Ela baixou os olhos e observou-se por um instante. Vestia um conjunto de saia justa preta de uniforme de escritório, elegante e bela, sensual e sedutora. O busto empinado, as mãos delicadas e alongadas repousando sobre ele, era exatamente o que muitos homens considerariam o padrão de uma deusa.

Balançando levemente a cabeça, ela recolheu as mãos para trás e, com um ar indiferente, caminhou até perto de Xiu Shi, sem, contudo, se aproximar demais, limitando-se a observá-lo a distância.

Ela não queria ferir ainda mais o orgulho dele. Sabia que agora pertenciam a mundos diferentes e, tendo sido amigos e colegas, não fazia sentido constrangê-lo.

Xiu Shi lavava duas pedras de jade, sem saber exatamente do que se tratavam. Talvez fossem valiosas? Zhong Xiaoxiao refletiu consigo mesma. Se queria ser alguém de destaque, seu salário ainda era insuficiente e sua apreciação por arte e itens de coleção também deixava a desejar. Havia muito a ser feito.

Pensava em adquirir algumas estantes para exibir pinturas e tesouros que, ainda que não fossem caríssimos, também não seriam banais. Isso elevaria sua aura e causaria boa impressão nos visitantes de classe alta.
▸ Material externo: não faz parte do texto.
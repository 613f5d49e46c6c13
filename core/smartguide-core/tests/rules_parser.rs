use proptest::prelude::*;

use smartguide_core::macros::{parse_macro_sections, MacroTable};
use smartguide_core::rules::{parse_rules, MatchPolicy, RuleError, RuleFilter};

fn sorted(items: &[&str]) -> Vec<String> {
    let mut out: Vec<String> = items.iter().map(|s| s.to_string()).collect();
    out.sort();
    out
}

#[test]
fn match_line_sets_policy() {
    assert_eq!(
        parse_rules("match: any", None).expect("any").policy(),
        MatchPolicy::Any
    );
    assert_eq!(
        parse_rules("match: all", None).expect("all").policy(),
        MatchPolicy::All
    );
}

#[test]
fn policy_defaults_to_any() {
    let filter = parse_rules("name: A*\ncategory: Lu", None).expect("parse");
    assert_eq!(filter.policy(), MatchPolicy::Any);
    assert_eq!(parse_rules("", None).expect("empty"), RuleFilter::default());
}

#[test]
fn unknown_match_type_is_reported() {
    assert_eq!(
        parse_rules("match: maybe", None),
        Err(RuleError::UnknownMatchType("maybe".into()))
    );
}

#[test]
fn match_type_is_case_sensitive() {
    assert_eq!(
        parse_rules("match: ALL", None),
        Err(RuleError::UnknownMatchType("ALL".into()))
    );
}

#[test]
fn unknown_tag_is_reported() {
    assert_eq!(
        parse_rules("bogus: x", None),
        Err(RuleError::UnknownTag("bogus".into()))
    );
}

#[test]
fn line_without_colon_is_reported() {
    assert_eq!(
        parse_rules("name A*", None),
        Err(RuleError::MissingColon("name A*".into()))
    );
}

#[test]
fn predicate_lines_accumulate_into_sets() {
    let filter = parse_rules(
        "
        name: ABC*
        name: XYZ?
        name: ABC*
        script: Latn
        script: Grek
        category: Lu
        category: Ll
        group: kern*
        group: public.kern1.*
        ",
        None,
    )
    .expect("parse");

    assert_eq!(
        filter.names().iter().cloned().collect::<Vec<_>>(),
        sorted(&["ABC*", "XYZ?"])
    );
    assert_eq!(filter.scripts().len(), 2);
    assert_eq!(filter.categories().len(), 2);
    assert_eq!(
        filter.groups().iter().cloned().collect::<Vec<_>>(),
        sorted(&["kern*", "public.kern1.*"])
    );
}

#[test]
fn comments_are_stripped_from_every_line() {
    let filter = parse_rules("# header\nname: A # uppercase A\n   # indented\n", None)
        .expect("parse");
    assert_eq!(filter, RuleFilter::default().with_names(["A"]));
}

#[test]
fn macros_rejected_when_disallowed() {
    assert_eq!(
        parse_rules("macro: anything", None),
        Err(RuleError::MacrosNotAllowed)
    );
}

#[test]
fn macro_expands_into_all_four_sets() {
    let macros = parse_macro_sections(
        "
        > macro1
        name: name1
        name: name2
        script: script1
        script: script2
        category: category1
        category: category2
        group: group1
        group: group2

        > macro2
        name: xxx
        script: xxx
        category: xxx
        group: xxx
        ",
    )
    .expect("macros");

    let filter = parse_rules(
        "
        name: aName
        script: aScript
        category: aCategory
        group: aGroup
        macro: macro1
        ",
        Some(&macros),
    )
    .expect("parse");

    assert_eq!(
        filter.names().iter().cloned().collect::<Vec<_>>(),
        sorted(&["aName", "name1", "name2"])
    );
    assert_eq!(
        filter.scripts().iter().cloned().collect::<Vec<_>>(),
        sorted(&["aScript", "script1", "script2"])
    );
    assert_eq!(
        filter.categories().iter().cloned().collect::<Vec<_>>(),
        sorted(&["aCategory", "category1", "category2"])
    );
    assert_eq!(
        filter.groups().iter().cloned().collect::<Vec<_>>(),
        sorted(&["aGroup", "group1", "group2"])
    );
}

#[test]
fn macro_does_not_change_policy() {
    let macros = parse_macro_sections("> strict\nmatch: all\nname: A").expect("macros");
    let filter = parse_rules("macro: strict", Some(&macros)).expect("parse");
    assert_eq!(filter.policy(), MatchPolicy::Any);
    assert!(filter.names().contains("A"));
}

#[test]
fn missing_macro_contributes_nothing() {
    let macros = MacroTable::defaults().expect("defaults");
    let filter = parse_rules("name: A\nmacro: no-such-macro", Some(&macros)).expect("parse");
    assert_eq!(filter, RuleFilter::default().with_names(["A"]));
}

#[test]
fn macro_union_collapses_duplicates() {
    let macros = parse_macro_sections("> m1\nname: foo*\ncategory: Lu").expect("macros");
    let via_macro = parse_rules("match: any\nname: foo*\nmacro: m1", Some(&macros)).expect("macro");
    let inline = parse_rules("match: any\nname: foo*\ncategory: Lu", None).expect("inline");
    assert_eq!(via_macro, inline);
}

#[test]
fn filters_parsed_earlier_survive_table_rebuild() {
    let old = parse_macro_sections("> caps\ncategory: Lu").expect("old");
    let filter = parse_rules("macro: caps", Some(&old)).expect("parse");

    let new = parse_macro_sections("> caps\ncategory: Lt").expect("new");
    drop(old);

    assert!(filter.categories().contains("Lu"));
    let reparsed = parse_rules("macro: caps", Some(&new)).expect("reparse");
    assert!(reparsed.categories().contains("Lt"));
}

fn rule_line() -> impl Strategy<Value = String> {
    let tag = prop_oneof![
        Just("name"),
        Just("script"),
        Just("category"),
        Just("group"),
    ];
    (tag, "[A-Za-z0-9*?.]{1,8}").prop_map(|(tag, content)| format!("{tag}: {content}"))
}

proptest! {
    #[test]
    fn parsing_is_deterministic(lines in prop::collection::vec(rule_line(), 0..12)) {
        let text = lines.join("\n");
        let first = parse_rules(&text, None).expect("parse");
        let second = parse_rules(&text, None).expect("reparse");
        prop_assert_eq!(first, second);
    }

    #[test]
    fn line_order_is_irrelevant(lines in prop::collection::vec(rule_line(), 0..12)) {
        let forward = parse_rules(&lines.join("\n"), None).expect("forward");
        let mut reversed = lines.clone();
        reversed.reverse();
        let backward = parse_rules(&reversed.join("\n"), None).expect("backward");
        prop_assert_eq!(forward, backward);
    }

    #[test]
    fn policy_is_any_without_match_line(lines in prop::collection::vec(rule_line(), 0..12)) {
        let filter = parse_rules(&lines.join("\n"), None).expect("parse");
        prop_assert_eq!(filter.policy(), MatchPolicy::Any);
    }
}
Vendo Xiu Shi, absorto enquanto lavava as pedras, Zhong Xiaoxiao compreendeu sua concentração. Afinal, se um objeto tão caro caísse no lago, nem mesmo uma vida bastaria para compensar o prejuízo.

“Deixe para lá, não tem mais o que ver. Preciso arranjar um vestido melhor para hoje à noite, senão posso passar vergonha. Mas ninguém me diz exatamente como deve ser, vou ter que pesquisar na internet e perder tempo com isso”, pensou Zhong Xiaoxiao, afastando-se de Xiu Shi e retornando para casa — que antes fora também a casa dele.

Xiu Shi sequer percebeu a presença dela. Normalmente, seus sentidos permaneciam fechados para pessoas comuns, por puro desinteresse. Eram como formigas, frágeis demais, e só serviam para atrapalhar sua percepção.

Sacudiu as gotas de água das pedras de jade verde, guardou-as displicentemente no bolso e voltou para casa.

Era início da tarde e o lago estava relativamente movimentado, mas Xiu Shi decidiu aproveitar para cultivar um pouco sua energia. Havia gasto algum poder ao salvar Tie Zui Li e agora podia recuperar o que faltava, aproveitando também para examinar o potencial das duas pedras de jade.

A ideia de aprimorar ainda mais as pedras ficou para depois — seria preciso comprar alguns itens para isso.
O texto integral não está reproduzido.